=== Data provided ===
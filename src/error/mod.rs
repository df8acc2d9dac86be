//! Error module for wordtrie.
//!
//! This module provides the error handling framework for the whole application:
//! explicit error types per concern, conversion into one crate-level error,
//! and a swappable reporter that ships errors to the log with context.

use std::fmt::{Display, Formatter};
use std::sync::Arc;

use once_cell::sync::Lazy;
use parking_lot::RwLock;
use thiserror::Error;

pub mod config;
pub mod dictionary;

/// Result type alias used throughout wordtrie.
pub type WordTrieResult<T> = Result<T, WordTrieError>;

/// Core error enum for wordtrie.
#[derive(Error, Debug)]
pub enum WordTrieError {
    /// Errors occurring during configuration loading or validation.
    #[error("Configuration error: {0}")]
    Config(#[from] config::ConfigError),

    /// Errors occurring while loading or reading the dictionary files.
    #[error("Dictionary error: {0}")]
    Dictionary(#[from] dictionary::DictionaryError),

    /// IO errors that may occur during file or terminal operations.
    #[error("IO error: {0}")]
    Io(#[from] std::io::Error),

    /// Serialization errors when rendering records as JSON.
    #[error("Serialization error: {0}")]
    Serialization(#[from] serde_json::Error),

    /// Custom error with message for cases where specific error types are not defined.
    #[error("{0}")]
    Custom(String),
}

/// Error reporting structure to provide context and debugging information.
#[derive(Debug)]
pub struct ErrorContext {
    /// The original error that occurred.
    pub error: WordTrieError,

    /// The component where the error occurred.
    pub component: String,

    /// Additional context information to help with debugging.
    pub details: Option<String>,

    /// Span trace captured where the error was reported.
    pub trace: Option<String>,
}

impl ErrorContext {
    /// Creates a new error context with the given error and component.
    ///
    /// # Arguments
    ///
    /// * `error` - The error that occurred
    /// * `component` - The component where the error occurred
    pub fn new<S: Into<String>>(error: WordTrieError, component: S) -> Self {
        Self {
            error,
            component: component.into(),
            details: None,
            trace: None,
        }
    }

    /// Adds detail information to the error context.
    pub fn with_details<S: Into<String>>(mut self, details: S) -> Self {
        self.details = Some(details.into());
        self
    }

    /// Adds trace information to the error context.
    pub fn with_trace<S: Into<String>>(mut self, trace: S) -> Self {
        self.trace = Some(trace.into());
        self
    }

    /// Captures the current tracing span trace into the context.
    pub fn with_span_trace(self) -> Self {
        let trace = tracing_error::SpanTrace::capture().to_string();
        if trace.is_empty() {
            self
        } else {
            self.with_trace(trace)
        }
    }
}

impl Display for ErrorContext {
    fn fmt(&self, f: &mut Formatter<'_>) -> std::fmt::Result {
        write!(f, "Error in {}: {}", self.component, self.error)?;
        if let Some(details) = &self.details {
            write!(f, "\nDetails: {details}")?;
        }
        Ok(())
    }
}

/// Error reporter trait for reporting errors to various sinks.
pub trait ErrorReporter: Send + Sync + std::fmt::Debug {
    /// Report an error with context.
    fn report(&self, context: ErrorContext);
}

/// A simple error reporter implementation that logs errors using the tracing framework.
#[derive(Default, Debug)]
pub struct TracingErrorReporter;

impl ErrorReporter for TracingErrorReporter {
    fn report(&self, context: ErrorContext) {
        tracing::error!(
            error = %context.error,
            component = %context.component,
            details = context.details.as_deref().unwrap_or("None"),
            trace = context.trace.as_deref().unwrap_or("None"),
            "Error reported"
        );
    }
}

/// Holder for the process-wide error reporter.
#[derive(Debug, Default)]
pub struct ErrorReporting {
    reporter: Option<Arc<dyn ErrorReporter>>,
}

impl ErrorReporting {
    /// Set the error reporter.
    pub fn set_reporter(&mut self, reporter: Arc<dyn ErrorReporter>) {
        self.reporter = Some(reporter);
    }

    /// Report an error with context.
    pub fn report(&self, context: ErrorContext) {
        if let Some(reporter) = &self.reporter {
            reporter.report(context);
        } else {
            // No reporter installed yet
            eprintln!("Error: {context}");
        }
    }
}

static ERROR_REPORTING: Lazy<RwLock<ErrorReporting>> =
    Lazy::new(|| RwLock::new(ErrorReporting::default()));

/// Set the global error reporter.
///
/// # Arguments
///
/// * `reporter` - The error reporter to use
pub fn set_error_reporter(reporter: Arc<dyn ErrorReporter>) {
    ERROR_REPORTING.write().set_reporter(reporter);
}

/// Report an error through the global error reporter.
pub fn report_error(context: ErrorContext) {
    ERROR_REPORTING.read().report(context);
}
//! Interactive dictionary session.
//!
//! Drives the numbered menu over any line-oriented input and writer, so the
//! same code serves the terminal and the tests. The one-shot CLI commands
//! call the individual operations directly.

use std::io::{BufRead, Write};

use serde_json::json;

use crate::dictionary::Dictionary;
use crate::error::{report_error, ErrorContext, WordTrieError, WordTrieResult};
use crate::history::SearchHistory;
use crate::prefix_test::PrefixTestRunner;

const MENU: &str = "-----------------
Enter your choice
1. Search word
2. Print history on the terminal
3. Translate the word
4. Run tests
0. Exit";

/// Entries of the interactive menu.
#[derive(Debug, Clone, Copy, PartialEq, Eq)]
pub enum MenuChoice {
    /// Look up a word
    Search,
    /// Print the search history
    History,
    /// Translate a word
    Translate,
    /// Run the batch prefix test
    PrefixTest,
    /// Leave the session
    Exit,
}

impl MenuChoice {
    /// Parses the number typed at the menu prompt.
    pub fn parse(input: &str) -> Option<Self> {
        match input.trim().parse::<u8>().ok()? {
            1 => Some(Self::Search),
            2 => Some(Self::History),
            3 => Some(Self::Translate),
            4 => Some(Self::PrefixTest),
            0 => Some(Self::Exit),
            _ => None,
        }
    }
}

/// How search results are rendered.
#[derive(Debug, Clone, Copy, Default, PartialEq, Eq)]
pub enum OutputFormat {
    /// Human readable lines
    #[default]
    Text,
    /// One JSON document per search
    Json,
}

/// A dictionary session bound to an input and an output.
#[derive(Debug)]
pub struct Session<R, W> {
    dictionary: Dictionary,
    history: SearchHistory,
    prefix_test: PrefixTestRunner,
    format: OutputFormat,
    input: R,
    output: W,
}

impl<R: BufRead, W: Write> Session<R, W> {
    /// Creates a session over a loaded dictionary.
    pub fn new(
        dictionary: Dictionary,
        history: SearchHistory,
        prefix_test: PrefixTestRunner,
        input: R,
        output: W,
    ) -> Self {
        Self {
            dictionary,
            history,
            prefix_test,
            format: OutputFormat::default(),
            input,
            output,
        }
    }

    /// Sets how search results are rendered.
    pub fn with_format(mut self, format: OutputFormat) -> Self {
        self.format = format;
        self
    }

    /// Returns the dictionary this session queries.
    pub fn dictionary(&self) -> &Dictionary {
        &self.dictionary
    }

    /// Consumes the session and returns its output.
    pub fn into_output(self) -> W {
        self.output
    }

    /// Runs the menu loop until the user exits or the input ends.
    ///
    /// A failing operation is reported and the loop goes on. Only errors on
    /// the session's own input or output end it. Operations report their file
    /// errors as [`DictionaryError`](crate::error::dictionary::DictionaryError),
    /// so a bare [`WordTrieError::Io`] always comes from the session streams.
    pub fn run(&mut self) -> WordTrieResult<()> {
        loop {
            writeln!(self.output, "{MENU}")?;
            let Some(line) = self.prompt("Choice: ")? else {
                return Ok(());
            };

            let outcome = match MenuChoice::parse(&line) {
                Some(MenuChoice::Exit) => return Ok(()),
                Some(choice) => self.dispatch(choice),
                None => {
                    writeln!(self.output, "Wrong choice! Please try again!")?;
                    Ok(true)
                }
            };

            match outcome {
                Ok(true) => {}
                // Input ran out in the middle of an operation
                Ok(false) => return Ok(()),
                // The session streams are gone, nothing left to prompt on
                Err(WordTrieError::Io(e)) => return Err(WordTrieError::Io(e)),
                Err(e) => {
                    writeln!(self.output, "Operation failed: {e}")?;
                    report_error(
                        ErrorContext::new(e, "session")
                            .with_details(format!("menu choice {}", line.trim()))
                            .with_span_trace(),
                    );
                }
            }
            writeln!(self.output)?;
        }
    }

    /// Runs one menu entry. Returns `false` when the input ended.
    fn dispatch(&mut self, choice: MenuChoice) -> WordTrieResult<bool> {
        tracing::debug!(?choice, "Menu choice");
        match choice {
            MenuChoice::Search => match self.prompt("Enter a word to search> ")? {
                Some(word) => self.search(&word)?,
                None => return Ok(false),
            },
            MenuChoice::History => self.print_history()?,
            MenuChoice::Translate => match self.prompt("Enter the word to translate: ")? {
                Some(word) => self.translate(&word)?,
                None => return Ok(false),
            },
            MenuChoice::PrefixTest => self.run_prefix_test()?,
            MenuChoice::Exit => return Ok(false),
        }
        Ok(true)
    }

    /// Looks up `query` and prints its meaning and type.
    ///
    /// A hit is appended to the history. A miss prints the words sharing the
    /// longest possible prefix with the query.
    pub fn search(&mut self, query: &str) -> WordTrieResult<()> {
        let query = query.trim().to_lowercase();

        match self.dictionary.lookup(&query) {
            Some(record) => {
                match self.format {
                    OutputFormat::Text => {
                        writeln!(self.output, "Meaning: {}", record.meaning)?;
                        writeln!(self.output, "Type: {}", record.part_of_speech)?;
                    }
                    OutputFormat::Json => {
                        let document = json!({
                            "query": query,
                            "found": true,
                            "record": record,
                        });
                        serde_json::to_writer_pretty(&mut self.output, &document)?;
                        writeln!(self.output)?;
                    }
                }
                self.history.append(record)?;
            }
            None => {
                let suggestions = self.dictionary.suggestions(&query);
                tracing::debug!(%query, suggestions = suggestions.len(), "Word not found");
                match self.format {
                    OutputFormat::Text => {
                        writeln!(
                            self.output,
                            "The word {query} can't be found in the dictionary! Here is some similar words :"
                        )?;
                        for word in &suggestions {
                            writeln!(self.output, "{word}")?;
                        }
                    }
                    OutputFormat::Json => {
                        let document = json!({
                            "query": query,
                            "found": false,
                            "suggestions": suggestions,
                        });
                        serde_json::to_writer_pretty(&mut self.output, &document)?;
                        writeln!(self.output)?;
                    }
                }
            }
        }
        Ok(())
    }

    /// Prints every history entry, oldest first.
    pub fn print_history(&mut self) -> WordTrieResult<()> {
        let entries = self.history.entries()?;
        if entries.is_empty() {
            writeln!(self.output, "No search history yet.")?;
            return Ok(());
        }

        for record in &entries {
            writeln!(
                self.output,
                "Word: {}, French translation: {}, Type: {}, Meaning: {}",
                record.word, record.translation, record.part_of_speech, record.meaning
            )?;
            writeln!(self.output)?;
        }
        Ok(())
    }

    /// Prints the translation of `query`.
    pub fn translate(&mut self, query: &str) -> WordTrieResult<()> {
        let query = query.trim();
        match self.dictionary.translate(query) {
            Some(translation) => writeln!(self.output, "{query}: {translation}")?,
            None => writeln!(self.output, "The word {query} can't be found in the dictionary")?,
        }
        Ok(())
    }

    /// Runs the batch prefix test and prints a summary.
    pub fn run_prefix_test(&mut self) -> WordTrieResult<()> {
        let report = self.prefix_test.run(&self.dictionary)?;
        writeln!(
            self.output,
            "Prefix test finished: {} queries, results appended to {}",
            report.queries(),
            report.output_path.display()
        )?;
        Ok(())
    }

    /// Prints `message` and reads one line. `None` at end of input.
    fn prompt(&mut self, message: &str) -> WordTrieResult<Option<String>> {
        write!(self.output, "{message}")?;
        self.output.flush()?;

        let mut line = String::new();
        if self.input.read_line(&mut line)? == 0 {
            return Ok(None);
        }
        Ok(Some(line.trim_end_matches(['\r', '\n']).to_string()))
    }
}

=== Work task ===
Wherever the string "that" is found in the entries, copy the line it sits in.

=== Exercise solution ===
//! and a swappable reporter that ships errors to the log with context.
    /// IO errors that may occur during file or terminal operations.
    /// The original error that occurred.
    /// * `error` - The error that occurred
/// A simple error reporter implementation that logs errors using the tracing framework.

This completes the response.